Monday, October 29, 2007

Verify your backups

Apple shipped Mac OS X 10.5 this weekend, and three of the features are Time Machine, dtrace, and improved CHUD tools. Time Machine, dtrace, CHUD tools. iPod, mobile phone, web browser. Time Machine, dtrace, CHUD tools.


To spell that out in long hand, it's very easy now to see how various features in the Operating System behave. And in the case of Time Machine, we see that it walks through the source file system, copying the files to the destination. When I last gave a talk to OxMUG on the subject of data availability, it was interesting to notice how the people who had smugly put their hands up to indicate that they performed regular backups became crestfallen when I asked the second question: and how many of you have tested that backup in the last month?


Time Machine is no different in this regard. It makes copies of files, and that's all it does. It doesn't check that what it wrote at the other end matches what it saw in the first place, just like most other backup software doesn't. If the Carbon library reports that a file was successfully written to the destination, then it happily carries on to the next file. Just like any other backup software, you need to satisfy yourself that the backup Time Machine created is actually useful for some purpose.

Sunday, October 28, 2007

+1-415-312-0555

Back in 1992, Robert X. Cringely wrote in Accidental Empires: How the boys of Silicon Valley make their billions, battle foreign competition, and still can't get a date [Oxford comma sic]:


Fifteen years from now, we [Americans] won't be able to function without some sort of machine with a microprocessor and memory inside. Though we probably won't call it a personal computer, that's what it will be.

Of course, by and large that's true; the American economy depends on microcomputers and the networks connecting them in a very intimate way. It's not obvious in 2007 just how predictable that was in 1992, as the "networks connecting them" had nothing like the ubiquity which is now the case.
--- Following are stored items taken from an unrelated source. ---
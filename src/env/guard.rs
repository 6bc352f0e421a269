// envlayer: Layered environment variable access
//
// SPDX-FileCopyrightText: 2026 Romeo Ahmed
// SPDX-License-Identifier: GPL-3.0-or-later

//! Scoped overrides.

use super::container::Environment;
use super::types::OverrideEntry;

/// Restores the previous override state of one variable when dropped.
///
/// Returned by [`Environment::override_scoped`] and
/// [`Environment::hide_scoped`]. Guards for the same name must be dropped in
/// reverse order of creation, as with any stack of scopes.
#[derive(Debug)]
pub struct OverrideGuard<'a> {
    env: &'a Environment,
    name: String,
    previous: Option<OverrideEntry>,
}

impl<'a> OverrideGuard<'a> {
    pub(super) const fn new(
        env: &'a Environment,
        name: String,
        previous: Option<OverrideEntry>,
    ) -> Self {
        Self {
            env,
            name,
            previous,
        }
    }

    /// Name of the guarded variable.
    #[must_use]
    pub fn name(&self) -> &str {
        &self.name
    }
}

impl Drop for OverrideGuard<'_> {
    fn drop(&mut self) {
        tracing::debug!(var = %self.name, "restoring env override");
        self.env.restore_override(&self.name, self.previous.take());
    }
}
When "Accidental Empires" was written, the impact of a personal computer in an office was to remove the typewriter and the person trained to type, replacing both with someone who had other work to be doing typing on a system thousands of times more complicated than a typewriter.


What's most interesting though is the (carefully guarded; well done Bob) statement that "we probably won't call it a personal computer," as that part is only partially true. All of the people who have Tivos, or TVs, also have a personal computer. All of the people who have mobile phones and digital cameras also have a personal computer. The people who have Playstation 3s and Nintendo Wiis also have personal computers. In business, the people who annoy everyone else by playing with their palmtops in meetings instead of listening to what the amazingly insightful Cocoa programmer has to say are also wasting time trying to work out how to sync them with, yup, the personal computer they also have on their desk.


So the question to be asked is not why Cringely got it wrong, because he didn't, but why hasn't the PC already disappeared, to be completely replaced with the "it is a PC but we won't call it that" technology? Both already exist, both are pervasive, and the main modern use of both is remote publishing and retrieval of information, so why do we still tie ourselves to a particular desk where a heavy lump of metal and plastic, which can't do very much else, sits disseminating information like some kind of [note to self: avoid using the terms Oracle or Delphi here] groupthink prophet?

Thursday, October 25, 2007

OmniWeb 5.6 tip of the day

defaults write com.omnigroup.OmniWeb5 WebKitOmitPDFSupport -bool TRUE

Sorry, but it doesn't view properly and doesn't print properly either :-(.

Tuesday, October 23, 2007

The times, they mainly stay the same

bbum displays a graph of the market capitalization (he's american, so the z sticks) of a few of the computer companies, noting that if after-hours trading isn't too surprising, then tomorrow (for Americans, again) the market will open with Apple being the biggest computer manufacturer on the planet. However, these figures fail to show something reasonably interesting.


What have IBM (up 24% y-o-y), HP (up 30 %) or Dell (up 21%) done to enamour you to their brand lately? If you're anything like me, then they've done nothing at all. Selling the same old Operating Systems on the same old hardware doesn't count as innovative. Compare them with Sun (up 13% year-on-year) or Apple (115%) and you'll see that there's basically no accounting for taste on the stock market. While Apple have been selling the shiny gadgets, Sun have been delivering the most observable operating environment on the planet and Dell have been doing, well, shit-all would be a polite phrase, and yet Dell have outstripped Sun in growing their stock price. In fact, HP have managed to blow up their stock price out of all proportion, while fighting scandals and the complete haemmorhaging of their management staff.

Saturday, October 13, 2007

Nice-looking LaTeX Unicode

Because there was no other single location with all of this written:



\usepackage{ucs} % Unicode support
\usepackage[utf8x]{inputenc} % UCS' UTF-8 driver is better than the LaTeX kernel's
\usepackage[T1]{fontenc} % The default font encoding only contains Latin characters
\usepackage{ae,aecompl} % Almost European fonts/hyphenation do a better job than Computer Modern

There are a couple of characters I need (Latin letter yogh, Latin letter wynn + capitals) which aren't known by UCS, and I don't yet know how to add them. But this is a pretty good start.